Correlation among Intratumoral Blood Flow in Breast Cancer, Clinicopathological Findings and Nottingham Prognostic Index

2003 
Background: The purpose of this study was to evaluate the correlation among intratumoral blood flow as assessed by color Doppler ultrasonography, clinicopathological findings and the Nottingham Prognostic Index (NPI). Methods: Twenty-seven patients with breast cancer were examined. All patients received surgical treatment. Color Doppler ultrasonography was performed prior to surgery to detect arterial blood flow signals within the tumors.
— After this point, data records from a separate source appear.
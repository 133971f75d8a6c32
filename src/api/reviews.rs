//! Book review endpoints

use axum::{
    extract::{Path, State},
    http::StatusCode,
    Json,
};
use serde::Serialize;
use utoipa::ToSchema;
use validator::Validate;

use crate::{
    error::AppResult,
    models::review::{CreateReview, Review, ReviewDetails},
};

use super::AuthenticatedUser;

/// Reviews of a book with the aggregate rating
#[derive(Serialize, ToSchema)]
pub struct ReviewsResponse {
    pub reviews: Vec<ReviewDetails>,
    /// Mean rating rounded to 2 decimals, absent with no reviews
    pub average_rating: Option<f64>,
}

/// Submit a review for a book
#[utoipa::path(
    post,
    path = "/books/{id}/reviews",
    tag = "reviews",
    security(("bearer_auth" = [])),
    params(
        ("id" = i32, Path, description = "Book ID")
    ),
    request_body = CreateReview,
    responses(
        (status = 201, description = "Review recorded", body = Review),
        (status = 400, description = "Rating out of bounds"),
        (status = 401, description = "Not authenticated"),
        (status = 404, description = "Book not found")
    )
)]
pub async fn submit_review(
    State(state): State<crate::AppState>,
    AuthenticatedUser(claims): AuthenticatedUser,
    Path(book_id): Path<i32>,
    Json(request): Json<CreateReview>,
) -> AppResult<(StatusCode, Json<Review>)> {
    request.validate()?;

    let review = state
        .services
        .reviews
        .submit(book_id, claims.user_id, &request)
        .await?;

    Ok((StatusCode::CREATED, Json(review)))
}

/// List all reviews for a book
#[utoipa::path(
    get,
    path = "/books/{id}/reviews",
    tag = "reviews",
    params(
        ("id" = i32, Path, description = "Book ID")
    ),
    responses(
        (status = 200, description = "Reviews with aggregate rating", body = ReviewsResponse),
        (status = 404, description = "Book not found")
    )
)]
pub async fn list_reviews(
    State(state): State<crate::AppState>,
    Path(book_id): Path<i32>,
) -> AppResult<Json<ReviewsResponse>> {
    let (reviews, average_rating) = state.services.reviews.list_for_book(book_id).await?;

    Ok(Json(ReviewsResponse {
        reviews,
        average_rating,
    }))
}
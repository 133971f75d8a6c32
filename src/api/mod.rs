//! API handlers for Biblios REST endpoints

pub mod auth;
pub mod books;
pub mod health;
pub mod loans;
pub mod openapi;
pub mod reviews;
pub mod stats;
pub mod users;

use axum::{
    async_trait,
    extract::FromRequestParts,
    http::{header::AUTHORIZATION, request::Parts},
};

use crate::{error::AppError, models::user::Claims, AppState};

/// Extractor for the authenticated user from a bearer token.
///
/// A missing credential and a credential that fails verification are
/// distinct failures: the first asks the caller to log in, the second
/// tells it the presented token is unusable.
pub struct AuthenticatedUser(pub Claims);

#[async_trait]
impl FromRequestParts<AppState> for AuthenticatedUser {
    type Rejection = AppError;

    async fn from_request_parts(
        parts: &mut Parts,
        state: &AppState,
    ) -> Result<Self, Self::Rejection> {
        let auth_header = parts
            .headers
            .get(AUTHORIZATION)
            .and_then(|value| value.to_str().ok())
            .ok_or_else(|| {
                AppError::Unauthenticated("Missing authorization header".to_string())
            })?;

        let token = auth_header.strip_prefix("Bearer ").ok_or_else(|| {
            AppError::InvalidCredential("Invalid authorization header format".to_string())
        })?;

        // Decoding alone is not identity: the signature and expiry are
        // verified against the configured secret.
        let claims = Claims::from_token(token, &state.config.auth.jwt_secret)
            .map_err(|e| AppError::InvalidCredential(e.to_string()))?;

        Ok(AuthenticatedUser(claims))
    }
}
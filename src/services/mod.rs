//! Business logic services

pub mod auth;
pub mod catalog;
pub mod loans;
pub mod reviews;
pub mod stats;
pub mod users;

use crate::{
    config::{AuthConfig, LoansConfig, ReviewsConfig},
    repository::Repository,
};

/// Container for all services
#[derive(Clone)]
pub struct Services {
    pub auth: auth::AuthService,
    pub catalog: catalog::CatalogService,
    pub loans: loans::LoansService,
    pub reviews: reviews::ReviewsService,
    pub users: users::UsersService,
    pub stats: stats::StatsService,
}

impl Services {
    /// Create all services with the given repository
    pub fn new(
        repository: Repository,
        auth_config: AuthConfig,
        loans_config: LoansConfig,
        reviews_config: ReviewsConfig,
    ) -> Self {
        Self {
            auth: auth::AuthService::new(repository.clone(), auth_config),
            catalog: catalog::CatalogService::new(repository.clone()),
            loans: loans::LoansService::new(repository.clone(), loans_config),
            reviews: reviews::ReviewsService::new(repository.clone(), reviews_config),
            users: users::UsersService::new(repository.clone()),
            stats: stats::StatsService::new(repository),
        }
    }
}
The lowest resistance index (RI) was recorded. Formalin-fixed, paraffin-embedded slides were reviewed by senior pathologists to evaluate the size of tumor, histological size, lymph node status and histological grade. Estrogen and progesterone receptor levels were measured by enzyme immunoassay. The Nottingham Prognostic Index was calculated using the equation NPI = 0.2 x tumor size (cm) + grade (I-III) + lymph node score (1-3). Results: The lowest RI correlated well with NPI and histological grade (grade II:III = RI 1.037: 0.816, P = 0.0035). Regression analysis revealed a linear relationship between the lowest RI and NPI (correlation coefficient = 0.475; P= 0.0153). Conclusions: Intratumoral blood flow analysis assessed by color Doppler ultrasonography correlates well with histological grade and NPI. Preoperative assessment using color Doppler ultrasonography provides useful information and may contribute to the determination of prognosis.